Tension arises as the overlapping, conflicting and disruptive voices which swirl through the modern world clash with Angel’s need to mould her own conception of desire, which seems fragile in relief with the thunderous noise around her. The anxiety driving the book is voiced when Angel asks what it is ‘to define, or even to know our desires – to identify which are our own, and which result from a kind of porousness?’ This ‘porousness’ encompasses both a consensual and non-consensual penetration of ideas into the self, creating a perceived ‘ought’ (what one ought to be feeling, believing, desiring, saying when talking dirty, etc) with which one’s independent desires are ill at ease. Sympathy for the ideas of feminist icons such as Shere Hite nestle uneasily alongside Angel’s desire for and enjoyment of men. She observes her reaction against the grain of a room moving into agreement Hite:
Gradually, the starkness of her vision – supported by murmuring around me – becomes clear: penetrative sex is unpleasurable, and demeaning. Women, she says, should abandon sex with men, and instead focus on their clitoral pleasure. There is clapping, and there are whooping sounds. I want to growl, in defence of the men who, because they responded to me, because they loved me and wanted me, gave me so much pleasure…

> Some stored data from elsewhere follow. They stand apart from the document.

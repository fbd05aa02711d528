/// Read-only views over stored records: selection, summaries, tables, tree annotations
pub mod itol;
pub mod selection;
pub mod summary;
pub mod table;

use crate::{Result, TerpenomeError};
use serde::de::DeserializeOwned;
use std::path::Path;

/// Read a mapping file as JSON (`.json`) or TOML (anything else)
pub fn read_mapping_file<T: DeserializeOwned, P: AsRef<Path>>(path: P) -> Result<T> {
    let path = path.as_ref();
    let content = std::fs::read_to_string(path)?;
    if path.extension().and_then(|s| s.to_str()) == Some("json") {
        serde_json::from_str(&content)
            .map_err(|e| TerpenomeError::Parse(format!("{}: {}", path.display(), e)))
    } else {
        toml::from_str(&content)
            .map_err(|e| TerpenomeError::Parse(format!("{}: {}", path.display(), e)))
    }
}
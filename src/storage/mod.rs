pub mod metadata;
pub mod record_store;

pub use metadata::{apply_metadata, read_metadata, MetadataPatch, PatchSummary};
pub use record_store::RecordStore;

This contrasts with the equally uneasy flip-side of the coin (‘Cosmo urges us to do it. Countless sexperts, and even the NHS, tells us to do it. It’s the mark of liberated modern lovers’) to confuse Angel’s perception of where her feelings lie. To read another woman admit to being ill at ease with the myriad extremities of opinion about what one ought and what one ought not to be doing or wanting within the intensely private sphere of sex is comforting. However, it is not terribly original. The worries Angel ponders can be found in the works of writers such as Margaret Atwood, Janice Galloway, Anaїs Nin, Angela Carter and myriad others, but are explored with greater care and have a depth of consequences within the fabric of the work.

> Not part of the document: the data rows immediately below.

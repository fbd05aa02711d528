/// Operations on (aligned) FASTA sequence sets: header simplification,
/// column cutting, reordering and deduplication
use crate::bio::sequence::Sequence;
use crate::{Result, TerpenomeError};
use std::collections::HashSet;

const ACCESSION_DELIMITERS: [char; 6] = ['_', ',', '(', ')', '|', ' '];

/// Leading accession of a sequence id
pub fn simplify_accession(id: &str) -> &str {
    id.split(ACCESSION_DELIMITERS).next().unwrap_or(id)
}

/// Replace every header with its bare accession
pub fn simplify_headers(sequences: &mut [Sequence]) {
    for seq in sequences.iter_mut() {
        seq.id = simplify_accession(&seq.id).to_string();
        seq.description = None;
    }
}

/// Alignment column range, stored 0-based half-open
#[derive(Debug, Clone, Copy, PartialEq, Eq)]
pub struct Region {
    pub start: usize,
    pub end: usize,
}

impl Region {
    pub fn len(&self) -> usize {
        self.end - self.start
    }

    pub fn is_empty(&self) -> bool {
        self.start == self.end
    }
}

/// Parse 1-based inclusive regions such as `1:8,10:12,21`
pub fn parse_regions(spec: &str) -> Result<Vec<Region>> {
    let parse_column = |token: &str| -> Result<usize> {
        let column = token
            .trim()
            .parse::<usize>()
            .map_err(|_| {
                TerpenomeError::InvalidInput(format!("Invalid alignment column '{}'", token))
            })?;
        if column == 0 {
            return Err(TerpenomeError::InvalidInput(
                "Alignment columns start at 1".to_string(),
            ));
        }
        Ok(column)
    };

    let mut regions = Vec::new();
    for field in spec.split(',').map(str::trim).filter(|f| !f.is_empty()) {
        let region = match field.split_once(':') {
            Some((start, stop)) => {
                let start = parse_column(start)?;
                let stop = parse_column(stop)?;
                if stop < start {
                    return Err(TerpenomeError::InvalidInput(format!(
                        "Region '{}' ends before it starts",
                        field
                    )));
                }
                Region { start: start - 1, end: stop }
            }
            None => {
                let column = parse_column(field)?;
                Region { start: column - 1, end: column }
            }
        };
        regions.push(region);
    }

    if regions.is_empty() {
        return Err(TerpenomeError::InvalidInput("No alignment regions given".to_string()));
    }
    Ok(regions)
}

/// Concatenate the given column regions of every sequence
pub fn cut_regions(sequences: &[Sequence], regions: &[Region]) -> Result<Vec<Sequence>> {
    let Some(width) = regions.iter().map(|r| r.end).max() else {
        return Ok(sequences.to_vec());
    };

    sequences
        .iter()
        .map(|seq| {
            if seq.len() < width {
                return Err(TerpenomeError::InvalidInput(format!(
                    "Sequence '{}' has {} columns, region extends to column {}",
                    seq.id,
                    seq.len(),
                    width
                )));
            }
            let mut cut = Vec::with_capacity(regions.iter().map(Region::len).sum());
            for region in regions {
                cut.extend_from_slice(&seq.sequence[region.start..region.end]);
            }
            let mut trimmed = seq.clone();
            trimmed.sequence = cut;
            Ok(trimmed)
        })
        .collect()
}

/// Move sequences whose id is listed to the top, keeping relative order in both groups
pub fn reorder(sequences: Vec<Sequence>, first: &HashSet<String>) -> Vec<Sequence> {
    let (mut top, rest): (Vec<_>, Vec<_>) = sequences
        .into_iter()
        .partition(|seq| first.contains(&seq.id));
    top.extend(rest);
    top
}

/// Drop sequences listed in `drop_ids` and repeats of an already kept sequence.
/// Returns the kept sequences and the number removed.
pub fn deduplicate(sequences: Vec<Sequence>, drop_ids: &HashSet<String>) -> (Vec<Sequence>, usize) {
    let total = sequences.len();
    let mut seen: HashSet<Vec<u8>> = HashSet::new();
    let kept: Vec<Sequence> = sequences
        .into_iter()
        .filter(|seq| {
            if drop_ids.contains(&seq.id) {
                tracing::debug!("Dropping {} (close tree neighbour)", seq.id);
                return false;
            }
            seen.insert(seq.sequence.clone())
        })
        .collect();
    let removed = total - kept.len();
    (kept, removed)
}

#[cfg(test)]
mod tests {
    use super::*;
    use pretty_assertions::assert_eq;

    fn seq(id: &str, residues: &str) -> Sequence {
        Sequence::new(id.to_string(), residues.as_bytes().to_vec())
    }

    #[test]
    fn test_simplify_accession() {
        assert_eq!(simplify_accession("A0A2T4|reviewed|Kaurene"), "A0A2T4");
        assert_eq!(simplify_accession("Q9UR08_SCHPO"), "Q9UR08");
        assert_eq!(simplify_accession("P1(fragment)"), "P1");
        assert_eq!(simplify_accession("plain"), "plain");
    }

    #[test]
    fn test_parse_regions() {
        let regions = parse_regions("1:8,10:12,21").unwrap();
        assert_eq!(
            regions,
            vec![
                Region { start: 0, end: 8 },
                Region { start: 9, end: 12 },
                Region { start: 20, end: 21 },
            ]
        );
        assert!(parse_regions("0:4").is_err());
        assert!(parse_regions("5:2").is_err());
        assert!(parse_regions("a:b").is_err());
        assert!(parse_regions("").is_err());
    }

    #[test]
    fn test_cut_regions() {
        let sequences = vec![seq("a", "ABCDEFGHIJ"), seq("b", "KLMNOPQRST")];
        let regions = parse_regions("1:3,5,9:10").unwrap();
        let cut = cut_regions(&sequences, &regions).unwrap();
        assert_eq!(cut[0].sequence_str(), "ABCEIJ");
        assert_eq!(cut[1].sequence_str(), "KLMOST");

        let too_long = parse_regions("1:11").unwrap();
        assert!(cut_regions(&sequences, &too_long).is_err());
    }

    #[test]
    fn test_reorder() {
        let sequences = vec![seq("a", "A"), seq("b", "B"), seq("c", "C"), seq("d", "D")];
        let first: HashSet<String> = ["c", "a"].iter().map(|s| s.to_string()).collect();
        let ids: Vec<String> = reorder(sequences, &first).into_iter().map(|s| s.id).collect();
        assert_eq!(ids, vec!["a", "c", "b", "d"]);
    }

    #[test]
    fn test_deduplicate() {
        let sequences = vec![seq("a", "MKV"), seq("b", "MKV"), seq("c", "MKL"), seq("d", "MKA")];
        let drop: HashSet<String> = ["d".to_string()].into_iter().collect();
        let (kept, removed) = deduplicate(sequences, &drop);
        let ids: Vec<&str> = kept.iter().map(|s| s.id.as_str()).collect();
        assert_eq!(ids, vec!["a", "c"]);
        assert_eq!(removed, 2);
    }
}
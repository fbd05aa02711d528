pub mod add_metadata;
pub mod align;
pub mod alignment;
pub mod config;
pub mod dedup;
pub mod extract;
pub mod hmm;
pub mod itol;
pub mod select;
pub mod select_ids;
pub mod summary;
pub mod table;
pub mod tree;

use anyhow::{Context, Result};
use std::fs::File;
use std::io::{self, BufWriter, Write};
use std::path::{Path, PathBuf};
use crate::bio::fasta::{write_fasta, write_fasta_to_writer};
use crate::bio::Sequence;
use crate::core::Config;
use crate::storage::RecordStore;

/// Record store from `--record-dir`, falling back to `storage.record_dir`
pub fn record_store(config: &Config, record_dir: Option<&PathBuf>) -> RecordStore {
    let dir = record_dir.unwrap_or(&config.storage.record_dir);
    RecordStore::new(dir)
}

/// Buffered writer for `path`, or stdout when no path is given
pub fn open_output(path: Option<&Path>) -> Result<Box<dyn Write>> {
    match path {
        Some(path) => {
            let file = File::create(path)
                .with_context(|| format!("Failed to create {}", path.display()))?;
            Ok(Box::new(BufWriter::new(file)))
        }
        None => Ok(Box::new(BufWriter::new(io::stdout().lock()))),
    }
}

/// Write FASTA to `path` (gzipped for `.gz`), or to stdout
pub fn write_sequences(path: Option<&Path>, sequences: &[Sequence]) -> Result<()> {
    match path {
        Some(path) => write_fasta(path, sequences)
            .with_context(|| format!("Failed to write {}", path.display())),
        None => {
            let mut writer = open_output(None)?;
            write_fasta_to_writer(&mut writer, sequences)?;
            writer.flush()?;
            Ok(())
        }
    }
}
use crate::bio::fasta::parse_fasta;
use crate::cli::output;
use crate::core::Config;
use crate::report::selection::{filter_sequences, SelectionCriteria};
use anyhow::{Context, Result};
use clap::Args;
use std::path::PathBuf;

#[derive(Args)]
pub struct SelectArgs {
    /// Selection file (TOML, or JSON with a .json extension) mapping fields to accepted values
    #[arg(short = 's', long, value_name = "FILE")]
    pub selection: PathBuf,

    /// FASTA file whose sequences are filtered
    #[arg(value_name = "FASTA")]
    pub input: PathBuf,

    /// Output FASTA (stdout if omitted)
    #[arg(short, long, value_name = "FILE")]
    pub output: Option<PathBuf>,

    /// Directory of record documents (overrides storage.record_dir)
    #[arg(short = 'r', long, value_name = "DIR")]
    pub record_dir: Option<PathBuf>,
}

pub fn run(args: SelectArgs, config: &Config) -> Result<()> {
    let criteria = SelectionCriteria::from_file(&args.selection)
        .with_context(|| format!("Failed to load selection {}", args.selection.display()))?;
    let store = super::record_store(config, args.record_dir.as_ref());
    let records = store
        .load_all()
        .with_context(|| format!("Failed to load records from {}", store.dir().display()))?;

    let selected = criteria.select(&records);
    tracing::info!("{} of {} records selected", selected.len(), records.len());

    let sequences = parse_fasta(&args.input)
        .with_context(|| format!("Failed to read {}", args.input.display()))?;
    let total = sequences.len();
    let kept = filter_sequences(sequences, &selected);

    super::write_sequences(args.output.as_deref(), &kept)?;

    if let Some(path) = &args.output {
        output::success(&format!(
            "Selected {} of {} sequences into {}",
            kept.len(),
            total,
            path.display()
        ));
    }
    Ok(())
}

Stylistically, the book does not give itself space to broaden its ideas on these subjects, content as it is to leave literal space in which the reader can muse, feel and make notes instead. The pages given over to single lines (‘Am I pornography?’, ‘Whose side are you on?’) are overused and often contain lines which are not weighted with meaning enough to sustain their existence in a sea of white page. Having said this, Angel writes with honesty and with intelligence, and more than once gives words to vague thoughts which float through the mind. It cannot be an entirely bad thing that by the end of the book you are curious to read another by Angel with less space for the reader to fill in the gaps, and more development of her own thoughts.